** WHAT THE TASK ASKS **
A single figure is the whole answer: the number of lines in the entries that contain "title".
[[ EXTRACTED RECORDS, beginning ]]
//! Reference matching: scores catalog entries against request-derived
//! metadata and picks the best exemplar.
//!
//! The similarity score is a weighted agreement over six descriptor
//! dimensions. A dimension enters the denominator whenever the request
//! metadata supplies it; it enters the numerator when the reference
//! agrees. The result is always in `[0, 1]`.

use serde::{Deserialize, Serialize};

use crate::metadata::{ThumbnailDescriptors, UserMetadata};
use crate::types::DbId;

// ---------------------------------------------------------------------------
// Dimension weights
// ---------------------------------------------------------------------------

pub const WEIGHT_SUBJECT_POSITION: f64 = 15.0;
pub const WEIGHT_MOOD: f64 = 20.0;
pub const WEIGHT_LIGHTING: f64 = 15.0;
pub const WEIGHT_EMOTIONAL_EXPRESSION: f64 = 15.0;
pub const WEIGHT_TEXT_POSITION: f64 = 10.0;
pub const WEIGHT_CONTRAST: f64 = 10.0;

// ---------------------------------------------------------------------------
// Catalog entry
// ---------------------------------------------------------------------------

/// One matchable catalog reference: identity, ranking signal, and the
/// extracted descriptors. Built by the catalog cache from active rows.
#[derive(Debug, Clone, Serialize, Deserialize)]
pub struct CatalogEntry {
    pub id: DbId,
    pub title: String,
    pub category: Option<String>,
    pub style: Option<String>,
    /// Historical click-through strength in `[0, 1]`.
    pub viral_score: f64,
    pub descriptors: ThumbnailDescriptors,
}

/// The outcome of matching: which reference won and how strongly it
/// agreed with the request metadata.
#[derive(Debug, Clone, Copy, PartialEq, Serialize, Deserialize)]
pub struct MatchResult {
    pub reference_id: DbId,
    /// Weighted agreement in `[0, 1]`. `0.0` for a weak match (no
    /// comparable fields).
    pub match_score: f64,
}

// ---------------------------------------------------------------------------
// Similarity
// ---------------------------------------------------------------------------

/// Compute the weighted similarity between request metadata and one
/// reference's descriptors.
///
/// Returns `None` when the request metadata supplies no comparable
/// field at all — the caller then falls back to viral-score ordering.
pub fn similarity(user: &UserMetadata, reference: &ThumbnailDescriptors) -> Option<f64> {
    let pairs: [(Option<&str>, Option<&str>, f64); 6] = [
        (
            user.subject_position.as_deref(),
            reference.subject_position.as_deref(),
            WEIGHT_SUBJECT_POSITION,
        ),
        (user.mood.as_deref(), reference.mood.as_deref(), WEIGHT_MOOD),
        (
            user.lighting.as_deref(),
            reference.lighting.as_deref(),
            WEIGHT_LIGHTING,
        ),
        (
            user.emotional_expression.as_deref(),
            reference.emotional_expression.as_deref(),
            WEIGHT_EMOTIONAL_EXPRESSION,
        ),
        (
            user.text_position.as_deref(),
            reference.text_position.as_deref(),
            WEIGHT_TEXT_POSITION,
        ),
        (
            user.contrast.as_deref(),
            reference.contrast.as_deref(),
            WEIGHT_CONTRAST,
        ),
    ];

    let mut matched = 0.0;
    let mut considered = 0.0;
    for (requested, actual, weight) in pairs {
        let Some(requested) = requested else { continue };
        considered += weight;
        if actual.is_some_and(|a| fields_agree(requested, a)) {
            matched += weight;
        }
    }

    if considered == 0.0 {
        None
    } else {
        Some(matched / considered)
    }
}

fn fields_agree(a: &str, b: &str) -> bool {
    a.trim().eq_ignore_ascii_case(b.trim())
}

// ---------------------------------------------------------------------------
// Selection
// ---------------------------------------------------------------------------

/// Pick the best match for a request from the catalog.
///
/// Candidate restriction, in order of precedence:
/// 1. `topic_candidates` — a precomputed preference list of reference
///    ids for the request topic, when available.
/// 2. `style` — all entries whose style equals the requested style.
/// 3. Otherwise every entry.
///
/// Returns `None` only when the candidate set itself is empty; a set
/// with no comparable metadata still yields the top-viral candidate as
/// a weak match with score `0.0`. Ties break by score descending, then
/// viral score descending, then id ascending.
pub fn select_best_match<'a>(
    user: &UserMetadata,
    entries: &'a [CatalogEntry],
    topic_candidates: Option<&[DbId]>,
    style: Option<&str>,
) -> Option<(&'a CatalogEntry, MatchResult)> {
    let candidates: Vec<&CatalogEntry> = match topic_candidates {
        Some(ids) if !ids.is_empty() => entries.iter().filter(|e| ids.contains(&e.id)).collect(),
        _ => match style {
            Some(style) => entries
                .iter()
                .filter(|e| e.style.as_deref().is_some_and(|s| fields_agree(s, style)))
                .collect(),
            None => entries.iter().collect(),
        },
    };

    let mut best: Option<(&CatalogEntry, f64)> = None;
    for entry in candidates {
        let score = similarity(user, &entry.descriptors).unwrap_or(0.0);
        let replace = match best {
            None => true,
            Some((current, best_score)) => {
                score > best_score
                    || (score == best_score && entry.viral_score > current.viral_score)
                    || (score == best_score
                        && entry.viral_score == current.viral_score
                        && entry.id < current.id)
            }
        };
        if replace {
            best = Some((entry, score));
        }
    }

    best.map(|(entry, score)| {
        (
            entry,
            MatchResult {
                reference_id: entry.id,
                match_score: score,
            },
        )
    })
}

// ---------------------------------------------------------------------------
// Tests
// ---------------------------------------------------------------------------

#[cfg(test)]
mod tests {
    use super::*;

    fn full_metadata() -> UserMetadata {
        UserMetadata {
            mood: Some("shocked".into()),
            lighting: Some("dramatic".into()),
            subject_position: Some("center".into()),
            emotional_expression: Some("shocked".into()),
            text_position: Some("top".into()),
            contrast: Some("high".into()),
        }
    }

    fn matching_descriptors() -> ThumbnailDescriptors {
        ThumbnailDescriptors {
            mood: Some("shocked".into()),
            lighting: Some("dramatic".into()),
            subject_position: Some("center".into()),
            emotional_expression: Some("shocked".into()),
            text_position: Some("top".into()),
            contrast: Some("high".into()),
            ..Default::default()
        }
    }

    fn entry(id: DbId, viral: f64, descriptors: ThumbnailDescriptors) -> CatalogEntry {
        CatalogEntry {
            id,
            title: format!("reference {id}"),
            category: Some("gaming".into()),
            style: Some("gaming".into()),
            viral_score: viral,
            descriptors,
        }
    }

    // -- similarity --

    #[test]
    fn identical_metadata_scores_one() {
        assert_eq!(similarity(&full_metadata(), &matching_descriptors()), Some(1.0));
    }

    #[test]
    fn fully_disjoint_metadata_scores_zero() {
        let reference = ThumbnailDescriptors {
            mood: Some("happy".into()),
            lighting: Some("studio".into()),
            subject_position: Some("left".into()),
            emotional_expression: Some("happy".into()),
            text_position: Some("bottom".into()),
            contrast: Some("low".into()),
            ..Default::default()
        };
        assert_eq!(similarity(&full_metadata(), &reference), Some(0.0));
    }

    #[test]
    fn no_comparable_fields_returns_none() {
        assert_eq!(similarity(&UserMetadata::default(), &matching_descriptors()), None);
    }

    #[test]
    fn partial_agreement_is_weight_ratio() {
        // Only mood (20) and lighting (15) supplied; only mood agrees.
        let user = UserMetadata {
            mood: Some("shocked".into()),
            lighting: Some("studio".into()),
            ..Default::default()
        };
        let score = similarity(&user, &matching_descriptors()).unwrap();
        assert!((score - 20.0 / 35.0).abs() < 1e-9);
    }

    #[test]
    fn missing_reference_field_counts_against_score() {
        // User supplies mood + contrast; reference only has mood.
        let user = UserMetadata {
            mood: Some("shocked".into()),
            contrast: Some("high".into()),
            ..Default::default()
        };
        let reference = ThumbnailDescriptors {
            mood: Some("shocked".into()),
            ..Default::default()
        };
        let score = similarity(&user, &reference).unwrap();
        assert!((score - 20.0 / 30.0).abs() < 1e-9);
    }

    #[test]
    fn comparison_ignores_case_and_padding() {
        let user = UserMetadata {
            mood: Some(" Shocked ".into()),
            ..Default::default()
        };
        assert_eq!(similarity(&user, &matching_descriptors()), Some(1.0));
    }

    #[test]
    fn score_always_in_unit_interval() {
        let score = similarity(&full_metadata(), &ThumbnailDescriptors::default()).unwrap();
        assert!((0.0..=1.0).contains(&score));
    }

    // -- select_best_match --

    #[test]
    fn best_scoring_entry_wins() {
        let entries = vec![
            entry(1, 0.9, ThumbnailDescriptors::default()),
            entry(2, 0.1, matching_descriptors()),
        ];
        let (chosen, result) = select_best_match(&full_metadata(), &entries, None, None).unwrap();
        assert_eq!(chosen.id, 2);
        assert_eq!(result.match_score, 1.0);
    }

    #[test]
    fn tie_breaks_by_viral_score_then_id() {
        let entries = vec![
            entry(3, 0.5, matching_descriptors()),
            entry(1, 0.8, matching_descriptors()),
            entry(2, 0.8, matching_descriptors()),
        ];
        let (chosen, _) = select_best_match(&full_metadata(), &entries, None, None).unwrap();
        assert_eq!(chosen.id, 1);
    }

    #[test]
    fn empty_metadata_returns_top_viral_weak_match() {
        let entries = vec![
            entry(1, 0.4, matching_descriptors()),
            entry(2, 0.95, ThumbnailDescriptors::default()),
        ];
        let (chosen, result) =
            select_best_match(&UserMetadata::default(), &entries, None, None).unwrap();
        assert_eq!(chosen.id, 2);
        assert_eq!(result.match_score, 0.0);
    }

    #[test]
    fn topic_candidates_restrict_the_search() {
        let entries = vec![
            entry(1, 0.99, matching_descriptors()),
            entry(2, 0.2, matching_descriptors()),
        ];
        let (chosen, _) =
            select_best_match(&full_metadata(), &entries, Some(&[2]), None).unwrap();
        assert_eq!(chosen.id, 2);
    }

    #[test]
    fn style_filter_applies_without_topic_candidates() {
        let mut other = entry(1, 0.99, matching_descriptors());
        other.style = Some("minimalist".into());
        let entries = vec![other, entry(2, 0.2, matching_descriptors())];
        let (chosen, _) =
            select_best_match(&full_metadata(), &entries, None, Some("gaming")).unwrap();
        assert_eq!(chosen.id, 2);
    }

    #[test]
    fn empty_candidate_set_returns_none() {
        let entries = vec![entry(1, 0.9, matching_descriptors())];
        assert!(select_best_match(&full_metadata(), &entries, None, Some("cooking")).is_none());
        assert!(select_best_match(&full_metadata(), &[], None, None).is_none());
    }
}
[[ EXTRACTED RECORDS, end ]]
** WRITTEN ANSWER **
2